The early warning China issued to India in August on the rising waters of its Tsangpo river – which hit its highest level in 150 years – gave the Indian authorities enough time to prepare. The Tsangpo, which originates in Tibet, flows downstream to what India considers its easternmost state of Arunachal Pradesh (the region China considers a province of South Tibet), where it is called Siang, and then to Assam, where it is known as the Brahmaputra. Thousands of people in scores of districts in Assam and Arunachal have been affected in the latest floods, but the losses are minimal in comparison with the devastation last year, which killed 130 people and left three million people stranded.
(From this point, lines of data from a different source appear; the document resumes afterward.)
//! MTEF 3 rendering.
//!
//! The v3 selector space differs from v5 (scripts share one selector
//! refined by variation, integral kinds get selectors of their own) and the
//! character path is simpler: glyph codes are emitted directly rather than
//! through the lookup tables.

use super::embellish;
use crate::charset::CharTable;
use crate::constants::selector_v3;
use crate::records::{MtChar, MtMatrix, MtTmpl};
use crate::tree::{Ast, AstKind, NodeId};

pub(super) struct V3Emitter<'a> {
    pub ast: &'a Ast,
    #[allow(dead_code)]
    pub chars: &'a CharTable,
}

impl V3Emitter<'_> {
    pub fn render(&self, id: NodeId) -> String {
        match self.ast.kind(id) {
            AstKind::Root => self.render_run(self.ast.children(id)),
            AstKind::Line(line) => {
                if line.null {
                    String::new()
                } else {
                    self.render_run(self.ast.children(id))
                }
            },
            AstKind::Char(ch) => Self::render_char(ch),
            AstKind::Tmpl(tmpl) => self.render_template(id, tmpl),
            AstKind::Pile(_) => self.render_pile(id),
            AstKind::Matrix(matrix) => self.render_matrix(id, matrix),
            AstKind::Embell(emb) => self.render_embell(id, emb.embell_type),
            AstKind::Size(_) => String::new(),
        }
    }

    fn render_char(ch: &MtChar) -> String {
        match char::from_u32(ch.mtcode as u32) {
            Some(c) => c.to_string(),
            None => format!("\\text{{{}}}", ch.mtcode),
        }
    }

    /// Concatenate a child list, folding childless embellishments onto their
    /// neighbors: primes attach to the preceding base, everything else wraps
    /// the following sibling.
    fn render_run(&self, children: &[NodeId]) -> String {
        let mut out = String::new();
        let mut i = 0;
        while i < children.len() {
            if let AstKind::Embell(emb) = self.ast.kind(children[i]) {
                if self.ast.children(children[i]).is_empty() {
                    match embellish::lookup_v3(emb.embell_type) {
                        Some(cmd) if embellish::is_prime(cmd) => out.push_str(cmd),
                        Some(cmd) => {
                            if i + 1 < children.len() {
                                let base = self.render(children[i + 1]);
                                out.push_str(&format!("{}{{{}}}", cmd, base));
                                i += 2;
                                continue;
                            }
                            out.push_str(cmd);
                        },
                        None => {
                            log::warn!(
                                "no LaTeX mapping for v3 embellishment {}",
                                emb.embell_type
                            );
                        },
                    }
                    i += 1;
                    continue;
                }
            }
            out.push_str(&self.render(children[i]));
            i += 1;
        }
        out
    }

    fn slot(&self, id: NodeId, n: usize) -> String {
        self.ast
            .children(id)
            .get(n)
            .map(|&c| self.render(c))
            .unwrap_or_default()
    }

    /// First child whose rendering is non-blank; scripts in v3 streams often
    /// lead with an empty placeholder slot.
    fn first_filled_child(&self, id: NodeId) -> String {
        for &child in self.ast.children(id) {
            let rendered = self.render(child);
            if !rendered.trim().is_empty() {
                return rendered;
            }
        }
        String::new()
    }

    fn render_children(&self, id: NodeId) -> String {
        self.render_run(self.ast.children(id))
    }

    fn render_template(&self, id: NodeId, tmpl: &MtTmpl) -> String {
        let children = self.ast.children(id);
        match tmpl.selector {
            selector_v3::FRACT if children.len() >= 2 => {
                format!("\\frac{{{}}}{{{}}}", self.slot(id, 0), self.slot(id, 1))
            },
            selector_v3::SINT if tmpl.variation <= 4 => {
                let main = self.render_children(id);
                match tmpl.variation {
                    // Contour forms.
                    3 | 4 => format!("\\oint {}", main),
                    _ => format!("\\int {}", main),
                }
            },
            selector_v3::SCRIPT => match tmpl.variation {
                0 => format!("^{{{}}}", self.first_filled_child(id)),
                1 => format!("_{{{}}}", self.first_filled_child(id)),
                2 if children.len() >= 2 => {
                    format!("_{{{}}}^{{{}}}", self.slot(id, 0), self.slot(id, 1))
                },
                _ => self.render_children(id),
            },
            selector_v3::ROOT => match tmpl.variation {
                0 if !children.is_empty() => format!("\\sqrt{{{}}}", self.slot(id, 0)),
                1 if children.len() >= 2 => {
                    format!("\\sqrt[{}]{{{}}}", self.slot(id, 1), self.slot(id, 0))
                },
                _ => self.render_children(id),
            },
            selector_v3::PAREN if !children.is_empty() => {
                let content = self.slot(id, 0);
                match tmpl.variation {
                    0 => format!("\\left({}\\right)", content),
                    1 => format!("\\left({}\\right.", content),
                    2 => format!("\\left.{}\\right)", content),
                    _ => self.render_children(id),
                }
            },
            selector_v3::BRACK if !children.is_empty() => {
                let content = self.slot(id, 0);
                match tmpl.variation {
                    0 => format!("\\left[{}\\right]", content),
                    1 => format!("\\left[{}\\right.", content),
                    2 => format!("\\left.{}\\right]", content),
                    _ => self.render_children(id),
                }
            },
            selector_v3::BRACE if !children.is_empty() => {
                let content = self.slot(id, 0);
                match tmpl.variation {
                    0 => format!("\\left\\{{{}\\right\\}}", content),
                    1 => format!("\\left\\{{{}\\right.", content),
                    2 => format!("\\left.{}\\right\\}}", content),
                    _ => self.render_children(id),
                }
            },
            selector_v3::SUM => self.render_big_op(id, tmpl, "\\sum"),
            selector_v3::PROD => self.render_big_op(id, tmpl, "\\prod"),
            selector_v3::LSCRIPT => match tmpl.variation {
                0 => format!("{{}}^{{{}}}", self.first_filled_child(id)),
                1 => format!("{{}}_{{{}}}", self.first_filled_child(id)),
                2 if children.len() >= 2 => {
                    format!("{{}}_{{{}}}^{{{}}}", self.slot(id, 0), self.slot(id, 1))
                },
                _ => self.render_children(id),
            },
            _ => self.render_children(id),
        }
    }

    /// Slot order in v3 big operators is main, upper, lower.
    fn render_big_op(&self, id: NodeId, tmpl: &MtTmpl, symbol: &str) -> String {
        let main = self.slot(id, 0);
        let upper = self.slot(id, 1);
        let lower = self.slot(id, 2);
        match tmpl.variation {
            0 => format!("{}_{{{}}} {}", symbol, lower, main),
            1 => format!("{}_{{{}}}^{{{}}} {}", symbol, lower, upper, main),
            2 => format!("{} {}", symbol, main),
            _ => self.render_children(id),
        }
    }

    fn render_pile(&self, id: NodeId) -> String {
        let mut parts: Vec<String> = Vec::new();
        let children = self.ast.children(id);
        for (i, &child) in children.iter().enumerate() {
            let rendered = self.render(child);
            if !rendered.is_empty() {
                parts.push(rendered);
                if i < children.len() - 1 {
                    parts.push("\\\\".to_owned());
                }
            }
        }
        if parts.len() > 1 {
            format!("\\begin{{aligned}} {} \\end{{aligned}}", parts.join(" "))
        } else {
            parts.concat()
        }
    }

    fn render_matrix(&self, id: NodeId, matrix: &MtMatrix) -> String {
        let cells = self.ast.children(id);
        let rows = matrix.rows as usize;
        let cols = matrix.cols as usize;
        let mut out = String::from("\\begin{pmatrix}");
        for r in 0..rows {
            let row: Vec<String> = (0..cols)
                .map(|c| {
                    cells
                        .get(r * cols + c)
                        .map(|&cell| self.render(cell))
                        .unwrap_or_default()
                })
                .collect();
            out.push_str(&row.join(" & "));
            if r + 1 < rows {
                out.push_str(" \\\\ ");
            }
        }
        out.push_str("\\end{pmatrix}");
        out
    }

    /// Embellishment that captured its base as a child (the general v3
    /// shape); childless embellishments are folded by `render_run` instead.
    fn render_embell(&self, id: NodeId, code: u8) -> String {
        let children = self.ast.children(id);
        match embellish::lookup_v3(code) {
            Some(cmd) => {
                if children.is_empty() {
                    return String::new();
                }
                let base = self.render(children[0]);
                if embellish::is_prime(cmd) {
                    format!("{}{}", base, cmd)
                } else {
                    format!("{}{{{}}}", cmd, base)
                }
            },
            None => {
                log::warn!("no LaTeX mapping for v3 embellishment {}", code);
                if children.is_empty() {
                    String::new()
                } else {
                    self.render(children[0])
                }
            },
        }
    }
}
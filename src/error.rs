//! Unified error type for equation decoding.
//!
//! Decoder errors are sticky and fatal to the current equation only: the
//! parser records the first error, keeps the partial record list, and the
//! renderer turns an errored equation into an empty string.

use thiserror::Error;

/// Errors surfaced while decoding an equation stream.
#[derive(Error, Debug, Clone, PartialEq, Eq)]
pub enum Error {
    /// A primitive read ran past the end of the equation body.
    #[error("unexpected end of equation data at offset {0}")]
    UnexpectedEof(usize),

    /// The 28-byte EQNOLEFILEHDR did not validate.
    #[error("invalid equation stream header: {0}")]
    InvalidHeader(String),

    /// A record tag outside the known set (and below the FUTURE range).
    #[error("unknown record type {tag:#04x} at offset {offset}")]
    UnknownRecord { tag: u8, offset: usize },

    /// A record body contradicted its own framing.
    #[error("malformed record: {0}")]
    MalformedRecord(String),
}

/// Result type for equation decoding operations.
pub type Result<T> = std::result::Result<T, Error>;
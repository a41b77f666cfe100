//! Data model for payslip generation.
//!
//! Rows, variants and mapping entries shared by the ingest, mapping and
//! report crates.

#![deny(unsafe_code)]

pub mod error;
pub mod mapping;
pub mod redact;
pub mod row;
pub mod settings;
pub mod variant;

pub use error::{ModelError, Result};
pub use mapping::{
    DisplayName, MappingEntry, NEXT_COLUMN_TOKEN, PREV_COLUMN_TOKEN, RelativeRef, SecondColumn,
    SourceColumns,
};
pub use redact::{
    REDACTED_VALUE, Redacted, log_data_enabled, redact_value, set_log_data_enabled,
};
pub use row::{CellValue, EmployeeRow, normalize_column_name};
pub use settings::{
    DEFAULT_ORGANIZATION, PayslipSettings, month_label, normalize_month_label,
};
pub use variant::{Category, Variant};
Chinese Defence Minister Wei Fenghe inspects a guard of honour during a ceremonial reception in New Delhi. Photo: AP
Chinese Defence Minister Wei Fenghe inspects a guard of honour during a ceremonial reception in New Delhi. Photo: AP

New Delhi had then blamed China for breaking an earlier agreement to share hydrological data. In 2006, India and China had signed a pact under which China would share hydrological data from May 15 to October 15 every year for the Bhramaputra and Sutlej rivers, both of which originate in Tibet. The two sides renewed the agreement in memorandums of understanding signed in 2013 and in 2015. But when floods struck northeastern India last year, reports surfaced that China was not adhering to the agreement. There was speculation that China held back on the data in retaliation for the 73-day military stand-off between Indian and Chinese soldiers in Doklam near Bhutan around the same time.

On its part, China said its hydrological systems were washed away by floods, as a result of which it was unable to share data.

The lingering bitterness resurfaced late last year, when the more raucous sections of the Indian media began to buzz with a new China conspiracy story – the blackening of the Brahmaputra river in northeastern India. Seizing on a lawmaker’s allegation that Chinese excavations were releasing extraordinary levels of slag in the water, several media outlets saw in the discolouring a “sinister plot” from across the border.